Sternum fracture symptoms
Symptoms of a fractured sternum include a sudden onset of pain at the front of the chest after an impact or fall of some kind. Pain is usually well localised and does not radiate. It will be very tender to touch the fracture area and bruising may start to appear after a few hours. Up to 20% of patients may demonstrate breathing difficulties.
Fractured sternums most frequently occur during road traffic accidents. A fractured sternum may also occur during chest compression as performed during CPR (cardiopulmonary resuscitation). Fractures of the breastbone may also happen with considerably less force and have been seen in golfers and weightlifters previously. Older people with Osteoporosis may also be more at risk.
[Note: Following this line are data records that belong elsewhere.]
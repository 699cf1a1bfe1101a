//! Event types and EventBus for scan notifications
//!
//! The scan queue publishes what it did; monitoring, the health surface and
//! the backward-only run mode subscribe.

use crate::models::ScanDirection;
use chrono::{DateTime, Utc};
use serde::{Deserialize, Serialize};
use tokio::sync::broadcast;

/// Scan notifications
///
/// Events are broadcast via EventBus and can be serialized for transmission.
#[derive(Debug, Clone, PartialEq, Serialize, Deserialize)]
#[serde(tag = "type")]
pub enum DoublePlayEvent {
    /// One chunk fetched, analysed and saved
    ScanCompleted {
        direction: ScanDirection,
        chunk_start: DateTime<Utc>,
        chunk_end: DateTime<Utc>,
        /// Wall time spent on the chunk
        elapsed_ms: u64,
        /// Upstream requests made for the chunk
        requests: u64,
        /// Groups found in the chunk (before merging)
        groups_found: usize,
        timestamp: DateTime<Utc>,
    },

    /// A chunk could not be processed
    ScanChunkFailed {
        direction: ScanDirection,
        /// Consecutive failures so far
        retry_count: u32,
        message: String,
        timestamp: DateTime<Utc>,
    },

    /// Backward scanning reached the historical floor
    BackwardScanComplete {
        floor: DateTime<Utc>,
        timestamp: DateTime<Utc>,
    },

    /// Dataset written to storage
    DatasetSaved {
        start_date: DateTime<Utc>,
        end_date: DateTime<Utc>,
        group_count: usize,
        timestamp: DateTime<Utc>,
    },

    /// Queue drained, nothing pending
    QueueIdle { timestamp: DateTime<Utc> },
}

impl DoublePlayEvent {
    /// Event name for logging
    pub fn name(&self) -> &'static str {
        match self {
            DoublePlayEvent::ScanCompleted { .. } => "ScanCompleted",
            DoublePlayEvent::ScanChunkFailed { .. } => "ScanChunkFailed",
            DoublePlayEvent::BackwardScanComplete { .. } => "BackwardScanComplete",
            DoublePlayEvent::DatasetSaved { .. } => "DatasetSaved",
            DoublePlayEvent::QueueIdle { .. } => "QueueIdle",
        }
    }
}

/// Broadcast bus for [`DoublePlayEvent`]s
///
/// Cloning shares the underlying channel.
#[derive(Debug, Clone)]
pub struct EventBus {
    tx: broadcast::Sender<DoublePlayEvent>,
}

impl EventBus {
    /// Creates a new EventBus with specified channel capacity
    ///
    /// # Examples
    ///
    /// ```
    /// use doubleplay_common::events::EventBus;
    ///
    /// let event_bus = EventBus::new(100);
    /// let _rx = event_bus.subscribe();
    /// ```
    pub fn new(capacity: usize) -> Self {
        let (tx, _) = broadcast::channel(capacity);
        Self { tx }
    }

    /// Subscribe to all future events
    pub fn subscribe(&self) -> broadcast::Receiver<DoublePlayEvent> {
        self.tx.subscribe()
    }

    /// Emit an event, ignoring if no subscribers are listening
    pub fn emit_lossy(&self, event: DoublePlayEvent) {
        let _ = self.tx.send(event);
    }
}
Whilst a fracture is a common injury which is often straightforward to treat, a sternal fracture should be examined thoroughly and put under observation for other complications. These may include pulmonary and cardiac contusions (bruising of the lungs or heart) or damage to the aorta (main artery from the heart). If the fractured part of the bone has been displaced, this is more likely to cause further complications.
Treatment of a sternum fracture which has not been displaced generally involves rest and the use of painkillers or anti-inflammatory medications. If the bone fragment has become displaced, a surgical procedure may be required to re-align the two bone pieces and possibly fix them with pins or screws.